**Task directions**
Print the data that follows without changing a single word.

**Material provided**
*** Begin section ***

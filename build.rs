use chrono::{DateTime, Local};
use std::{process::Command, time::SystemTime};

fn exe_cmd(cmd: &mut Command) -> anyhow::Result<String> {
    let output = cmd.output()?;

    anyhow::ensure!(output.status.success(), "exit with {}", output.status);
    Ok(String::from_utf8(output.stdout)?)
}

fn main() {
    let git_commit_hash = match exe_cmd(Command::new("git").args([
        "log",
        "-n",
        "1",
        "--pretty=format:%H",
    ])) {
        Ok(s) => s[..8.min(s.len())].trim().to_string(),
        Err(e) => {
            println!("cargo:warning=git log run failed: {e}");
            String::default()
        }
    };

    println!(
        "cargo:rustc-env=QRAND_VERSION_INFO={}-{}",
        env!("CARGO_PKG_VERSION"),
        DateTime::<Local>::from(SystemTime::now()).format("%Y/%m/%d-%H:%M:%S:%Z")
    );

    println!("cargo:rustc-env=QRAND_GIT_INFO={}", git_commit_hash);
}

*** End section ***

**Exercise response**
filename build.rs
use chrono::{DateTime, Local};
use std::{process::Command, time::SystemTime};

fn exe_cmd(cmd: &mut Command) -> anyhow::Result<String> {
    let output = cmd.output()?;

    anyhow::ensure!(output.status.success(), "exit with {}", output.status);
    Ok(String::from_utf8(output.stdout)?)
}

fn main() {
    let git_commit_hash = match exe_cmd(Command::new("git").args([
        "log",
        "-n",
        "1",
        "--pretty=format:%H",
    ])) {
        Ok(s) => s[..8.min(s.len())].trim().to_string(),
        Err(e) => {
            println!("cargo:warning=git log run failed: {e}");
            String::default()
        }
    };

    println!(
        "cargo:rustc-env=QRAND_VERSION_INFO={}-{}",
        env!("CARGO_PKG_VERSION"),
        DateTime::<Local>::from(SystemTime::now()).format("%Y/%m/%d-%H:%M:%S:%Z")
    );

    println!("cargo:rustc-env=QRAND_GIT_INFO={}", git_commit_hash);
}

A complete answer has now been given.